### Exercise requirements:
Among the lines below, take the one holding "use crate::store::Stores;", the one holding "pub(super) async fn retract(stores: &Stores, vote: &Vote)", and all lines between them. Set them down exactly.

### Data records:
___

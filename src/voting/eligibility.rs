//! Eligibility checks and the self-healing retraction of stale votes.

use chrono::{DateTime, Utc};
use log::{info, warn};

use crate::error::{Error, Result};
use crate::model::{
    api::eligibility::Eligibility,
    common::{ballot::Ballot, options::ElectionOptions},
    db::{election::Election, vote::Vote},
    mongodb::Id,
};
use crate::store::Stores;

use super::validator::ensure_open;

/// May `voter_id` cast a new vote in `election_id` at `now`?
///
/// If the voter's earlier vote points at an image option that has since been
/// removed, that vote is retracted here and the voter may vote again.
pub async fn check_eligibility(
    stores: &Stores,
    election_id: Id,
    voter_id: Id,
    now: DateTime<Utc>,
) -> Result<Eligibility> {
    let election = load_election(stores, election_id).await?;
    if let Err(e) = ensure_open(&election, now) {
        return Ok(Eligibility::denied(e.to_string()));
    }

    let Some(existing) = stores
        .ledger
        .find_by_election_and_voter(election_id, voter_id)
        .await?
    else {
        return Ok(Eligibility::allowed());
    };

    if is_stale(&election, &existing) {
        retract(stores, &existing).await?;
        return Ok(Eligibility::after_retraction());
    }
    Ok(Eligibility::denied("You have already voted in this election."))
}

pub(super) async fn load_election(stores: &Stores, election_id: Id) -> Result<Election> {
    stores
        .elections
        .get(election_id)
        .await?
        .ok_or_else(|| Error::not_found(format!("Election with id {election_id}")))
}

/// Does this vote reference an option the election no longer has?
///
/// Only image-based elections retract; a removed candidate keeps its votes.
pub(super) fn is_stale(election: &Election, vote: &Vote) -> bool {
    match (&election.options, &vote.ballot) {
        (ElectionOptions::ImageBased { .. }, Ballot::ImageBased { selected_option_id }) => {
            election.options.image(*selected_option_id).is_none()
        }
        _ => false,
    }
}

/// Delete a stale vote and clear the voter's `has_voted` entry.
///
/// Returns true iff this call removed the vote. When a concurrent request got
/// there first, the entry is left to that request.
pub(super) async fn retract(stores: &Stores, vote: &Vote) -> Result<bool> {
    if !stores.ledger.delete_vote(vote.id).await? {
        info!(
            "Stale vote {} in election {} was already retracted",
            vote.id, vote.election_id
        );
        return Ok(false);
    }
    info!(
        "Retracted vote {} of voter {} in election {}: its option no longer exists",
        vote.id, vote.voter_id, vote.election_id
    );
    // A concurrent cast may set the entry before this clears it. Casts that
    // lose to it re-mark the voter.
    if let Err(e) = stores
        .voters
        .clear_has_voted(vote.voter_id, vote.election_id)
        .await
    {
        warn!(
            "Failed to clear has_voted for voter {} in election {}: {e}",
            vote.voter_id, vote.election_id
        );
    }
    Ok(true)
}
//! Ballot validation: does a proposed ballot fit an election right now?

use chrono::{DateTime, Utc};
use rocket::serde::json::Value;

use crate::error::{Error, Result};
use crate::model::{
    api::ballot::BallotSpec,
    common::{
        ballot::{Ballot, Choice},
        options::ElectionOptions,
        status::ElectionStatus,
    },
    db::election::Election,
    mongodb::Id,
};

/// Fail with [`Error::InvalidElectionState`] unless the election is active and
/// `now` is inside its voting window.
pub fn ensure_open(election: &Election, now: DateTime<Utc>) -> Result<()> {
    if election.status != ElectionStatus::Active {
        return Err(Error::InvalidElectionState(format!(
            "Election is not currently active. Status: {}",
            election.status
        )));
    }
    if !election.window_contains(now) {
        return Err(Error::InvalidElectionState(format!(
            "Voting period is not active. Election runs from {} to {}",
            election.start_date.to_rfc3339(),
            election.end_date.to_rfc3339()
        )));
    }
    Ok(())
}

/// Check a proposed ballot against the election's type and current options,
/// producing the ballot to store.
///
/// Image selections given by URL are resolved to the option's canonical ID.
pub fn validate_ballot(
    election: &Election,
    spec: &BallotSpec,
    now: DateTime<Utc>,
) -> Result<Ballot> {
    ensure_open(election, now)?;

    let election_type = election.election_type();
    let expected = field_for(&election.options);
    if let Some(foreign) = spec
        .populated_fields()
        .into_iter()
        .find(|field| *field != expected)
    {
        return Err(Error::InvalidBallot(format!(
            "Field `{foreign}` does not apply to {election_type} elections"
        )));
    }

    match &election.options {
        ElectionOptions::CandidateBased { .. } => {
            let candidate_id = spec
                .candidate_id
                .as_ref()
                .and_then(Value::as_str)
                .and_then(|raw| raw.parse::<Id>().ok())
                .ok_or_else(|| {
                    Error::InvalidBallot(
                        "Please provide a valid candidateId for this election type.".to_string(),
                    )
                })?;
            if election.options.candidate(candidate_id).is_none() {
                return Err(Error::InvalidBallot(format!(
                    "Candidate with id {candidate_id} is not participating in this election."
                )));
            }
            Ok(Ballot::CandidateBased { candidate_id })
        }
        ElectionOptions::YesNo { .. } => {
            let choice = spec
                .choice
                .as_ref()
                .and_then(Value::as_str)
                .and_then(|raw| raw.parse::<Choice>().ok())
                .ok_or_else(|| {
                    Error::InvalidBallot(
                        "Please provide a valid choice (yes/no) for this election type."
                            .to_string(),
                    )
                })?;
            Ok(Ballot::YesNo { choice })
        }
        ElectionOptions::Rating { rating_options } => {
            let rating_value = spec
                .rating_value
                .as_ref()
                .and_then(Value::as_f64)
                .ok_or_else(|| {
                    Error::InvalidBallot(
                        "Please provide a numeric ratingValue for this election type.".to_string(),
                    )
                })?;
            if !rating_options.accepts(rating_value) {
                return Err(Error::InvalidBallot(format!(
                    "Rating value must be between {} and {}.",
                    rating_options.min, rating_options.max
                )));
            }
            Ok(Ballot::Rating { rating_value })
        }
        ElectionOptions::ImageBased { .. } => {
            let selector = spec
                .selected_option_id
                .as_ref()
                .and_then(Value::as_str)
                .filter(|raw| !raw.is_empty())
                .ok_or_else(|| {
                    Error::InvalidBallot(
                        "Please provide a valid selectedOptionId for this election type."
                            .to_string(),
                    )
                })?;
            let image = election.options.image_by_selector(selector).ok_or_else(|| {
                Error::InvalidBallot(format!(
                    "Selected image with id {selector} is not a valid option for this election."
                ))
            })?;
            Ok(Ballot::ImageBased {
                selected_option_id: image.option_id,
            })
        }
    }
}

/// The one ballot field an election of this type accepts.
fn field_for(options: &ElectionOptions) -> &'static str {
    match options {
        ElectionOptions::CandidateBased { .. } => "candidateId",
        ElectionOptions::YesNo { .. } => "choice",
        ElectionOptions::Rating { .. } => "ratingValue",
        ElectionOptions::ImageBased { .. } => "selectedOptionId",
    }
}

___

### Problem solution:
use crate::store::Stores;

use super::validator::ensure_open;

/// May `voter_id` cast a new vote in `election_id` at `now`?
///
/// If the voter's earlier vote points at an image option that has since been
/// removed, that vote is retracted here and the voter may vote again.
pub async fn check_eligibility(
    stores: &Stores,
    election_id: Id,
    voter_id: Id,
    now: DateTime<Utc>,
) -> Result<Eligibility> {
    let election = load_election(stores, election_id).await?;
    if let Err(e) = ensure_open(&election, now) {
        return Ok(Eligibility::denied(e.to_string()));
    }

    let Some(existing) = stores
        .ledger
        .find_by_election_and_voter(election_id, voter_id)
        .await?
    else {
        return Ok(Eligibility::allowed());
    };

    if is_stale(&election, &existing) {
        retract(stores, &existing).await?;
        return Ok(Eligibility::after_retraction());
    }
    Ok(Eligibility::denied("You have already voted in this election."))
}

pub(super) async fn load_election(stores: &Stores, election_id: Id) -> Result<Election> {
    stores
        .elections
        .get(election_id)
        .await?
        .ok_or_else(|| Error::not_found(format!("Election with id {election_id}")))
}

/// Does this vote reference an option the election no longer has?
///
/// Only image-based elections retract; a removed candidate keeps its votes.
pub(super) fn is_stale(election: &Election, vote: &Vote) -> bool {
    match (&election.options, &vote.ballot) {
        (ElectionOptions::ImageBased { .. }, Ballot::ImageBased { selected_option_id }) => {
            election.options.image(*selected_option_id).is_none()
        }
        _ => false,
    }
}

/// Delete a stale vote and clear the voter's `has_voted` entry.
///
/// Returns true iff this call removed the vote. When a concurrent request got
/// there first, the entry is left to that request.
pub(super) async fn retract(stores: &Stores, vote: &Vote) -> Result<bool> {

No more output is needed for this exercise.